Dataset excerpts:
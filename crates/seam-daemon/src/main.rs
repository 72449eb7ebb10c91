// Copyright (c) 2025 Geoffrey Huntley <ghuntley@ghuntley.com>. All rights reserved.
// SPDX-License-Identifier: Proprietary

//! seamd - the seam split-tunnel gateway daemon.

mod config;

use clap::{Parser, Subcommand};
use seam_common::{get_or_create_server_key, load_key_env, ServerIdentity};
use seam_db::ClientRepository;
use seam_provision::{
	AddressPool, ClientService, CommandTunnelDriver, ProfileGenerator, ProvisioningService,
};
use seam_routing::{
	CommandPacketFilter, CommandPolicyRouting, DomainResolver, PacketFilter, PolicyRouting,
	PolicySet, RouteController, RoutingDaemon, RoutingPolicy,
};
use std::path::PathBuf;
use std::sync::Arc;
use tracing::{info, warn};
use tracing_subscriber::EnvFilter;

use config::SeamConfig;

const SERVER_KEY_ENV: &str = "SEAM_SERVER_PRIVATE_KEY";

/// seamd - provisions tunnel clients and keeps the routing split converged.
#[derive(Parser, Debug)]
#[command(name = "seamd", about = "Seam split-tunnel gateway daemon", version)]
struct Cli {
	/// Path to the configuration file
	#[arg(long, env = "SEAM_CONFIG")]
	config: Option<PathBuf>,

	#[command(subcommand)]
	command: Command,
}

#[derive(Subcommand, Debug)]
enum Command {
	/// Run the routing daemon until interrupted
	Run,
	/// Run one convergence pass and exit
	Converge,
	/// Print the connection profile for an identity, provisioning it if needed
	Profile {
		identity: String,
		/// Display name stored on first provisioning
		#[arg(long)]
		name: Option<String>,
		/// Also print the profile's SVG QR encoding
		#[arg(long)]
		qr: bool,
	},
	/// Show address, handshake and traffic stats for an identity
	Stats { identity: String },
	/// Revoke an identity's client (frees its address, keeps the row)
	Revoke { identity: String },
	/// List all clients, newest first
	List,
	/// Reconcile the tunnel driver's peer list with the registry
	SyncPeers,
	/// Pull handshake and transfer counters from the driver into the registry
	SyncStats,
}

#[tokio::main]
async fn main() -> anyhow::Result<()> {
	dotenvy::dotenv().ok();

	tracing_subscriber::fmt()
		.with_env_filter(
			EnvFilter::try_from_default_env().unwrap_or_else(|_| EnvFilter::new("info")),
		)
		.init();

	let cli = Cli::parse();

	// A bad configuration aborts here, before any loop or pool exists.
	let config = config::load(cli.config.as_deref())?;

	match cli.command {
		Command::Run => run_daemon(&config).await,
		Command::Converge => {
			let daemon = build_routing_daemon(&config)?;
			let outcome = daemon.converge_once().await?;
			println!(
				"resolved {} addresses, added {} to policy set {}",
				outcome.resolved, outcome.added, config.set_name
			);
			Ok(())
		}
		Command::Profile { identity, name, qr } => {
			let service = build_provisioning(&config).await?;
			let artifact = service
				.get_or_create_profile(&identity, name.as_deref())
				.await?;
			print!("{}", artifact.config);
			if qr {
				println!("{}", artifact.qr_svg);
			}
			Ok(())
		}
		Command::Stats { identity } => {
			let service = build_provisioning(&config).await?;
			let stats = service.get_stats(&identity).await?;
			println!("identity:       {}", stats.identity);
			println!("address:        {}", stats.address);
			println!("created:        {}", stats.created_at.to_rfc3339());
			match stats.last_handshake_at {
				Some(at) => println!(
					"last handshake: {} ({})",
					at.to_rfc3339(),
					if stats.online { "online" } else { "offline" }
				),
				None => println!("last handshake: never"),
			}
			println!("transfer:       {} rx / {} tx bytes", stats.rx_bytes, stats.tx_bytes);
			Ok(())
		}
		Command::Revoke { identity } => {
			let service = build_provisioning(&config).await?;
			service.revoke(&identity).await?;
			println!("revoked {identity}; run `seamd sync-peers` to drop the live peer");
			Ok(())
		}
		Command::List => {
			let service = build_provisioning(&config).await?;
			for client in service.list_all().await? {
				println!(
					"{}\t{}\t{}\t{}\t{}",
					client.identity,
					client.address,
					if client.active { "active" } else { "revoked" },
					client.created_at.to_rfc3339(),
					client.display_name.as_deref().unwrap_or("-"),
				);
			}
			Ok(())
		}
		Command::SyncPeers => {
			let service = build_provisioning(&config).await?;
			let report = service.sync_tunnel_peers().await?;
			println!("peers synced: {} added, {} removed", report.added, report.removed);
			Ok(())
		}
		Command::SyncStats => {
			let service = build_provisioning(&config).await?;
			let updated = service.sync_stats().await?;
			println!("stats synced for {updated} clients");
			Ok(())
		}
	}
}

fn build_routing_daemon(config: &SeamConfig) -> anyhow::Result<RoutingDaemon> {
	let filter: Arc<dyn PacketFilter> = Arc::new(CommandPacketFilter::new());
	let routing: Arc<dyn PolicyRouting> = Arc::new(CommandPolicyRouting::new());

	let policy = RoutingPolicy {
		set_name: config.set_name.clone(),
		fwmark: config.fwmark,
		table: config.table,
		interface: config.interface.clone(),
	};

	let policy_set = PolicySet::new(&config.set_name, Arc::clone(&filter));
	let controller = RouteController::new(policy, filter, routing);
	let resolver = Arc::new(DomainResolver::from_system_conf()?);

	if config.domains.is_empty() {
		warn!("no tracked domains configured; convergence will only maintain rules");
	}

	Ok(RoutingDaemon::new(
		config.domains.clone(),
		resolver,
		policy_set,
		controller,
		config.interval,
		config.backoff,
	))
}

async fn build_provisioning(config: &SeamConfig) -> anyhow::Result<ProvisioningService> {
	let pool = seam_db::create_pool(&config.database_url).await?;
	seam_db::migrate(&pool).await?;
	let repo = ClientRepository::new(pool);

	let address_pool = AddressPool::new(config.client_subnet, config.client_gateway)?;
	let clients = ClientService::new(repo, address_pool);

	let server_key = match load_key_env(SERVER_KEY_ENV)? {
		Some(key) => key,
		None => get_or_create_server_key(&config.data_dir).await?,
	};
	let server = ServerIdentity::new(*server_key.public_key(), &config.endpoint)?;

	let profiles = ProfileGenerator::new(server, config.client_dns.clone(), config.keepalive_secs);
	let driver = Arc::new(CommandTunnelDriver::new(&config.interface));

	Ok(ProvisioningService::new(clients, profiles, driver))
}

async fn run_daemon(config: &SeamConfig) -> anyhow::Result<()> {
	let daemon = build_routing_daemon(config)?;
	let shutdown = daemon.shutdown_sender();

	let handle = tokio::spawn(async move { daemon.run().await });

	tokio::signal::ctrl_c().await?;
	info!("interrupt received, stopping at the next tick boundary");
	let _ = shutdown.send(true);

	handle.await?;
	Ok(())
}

● TO DO: Copy each line in the entries above where "warn" turns up.

● EXPECTED ANSWER:
use tracing::{info, warn};
		warn!("no tracked domains configured; convergence will only maintain rules");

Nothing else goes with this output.